Smurfit's UK operations, including the factory in Lurgan, account for up to €800m (£701m) of its annual €8.9bn (£7.8bn) in revenue.
Mr Bowles said the company had seen no sign of its customers engaging in stockpiling in the run-up to the March 29 withdrawal date.
Chief executive Tony Smurfit said he took part in a conference call with Theresa May and she appeared to be intent on steering clear of a hard Brexit.
"I think she's determined to try and avoid a no-deal Brexit if she can because she recognises, from talking to business, that this could be very damaging for the UK economy and, ergo, jobs. Politically, (it) would be very bad for her," he told Reuters.
But Mr Bowles said the impact of no deal on his company, which also has two paper mills and other plants in the UK, would be limited and that the business had not engaged in any specific preparations.
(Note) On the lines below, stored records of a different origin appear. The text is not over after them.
pub mod icons;
pub mod output;
pub mod progress;
pub mod table;
pub mod theme;

pub use icons::Icons;
pub use output::{error, info, success, timing, warn};
pub use progress::Spinner;
pub use table::{metrics_table, TableBuilder};
pub use theme::{theme, Theme};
"It's quite insulated," said Mr Bowles of the UK business. "What we make in the UK in terms of paper, we generally sell in the UK in terms of boxes.
"We bring in some very specific paper, but in reality it operates as an island economy, so tariffs wouldn't necessarily be an impact on our UK business.
"In our role as a supply chain partner to our customers, we're not necessarily seeing them make any shift in terms of stockpiling in advance of anything.
"We all hope a deal gets done and that both parties have a willingness not to have some sort of hard exit, but every day that passes without a deal is another day closer to that."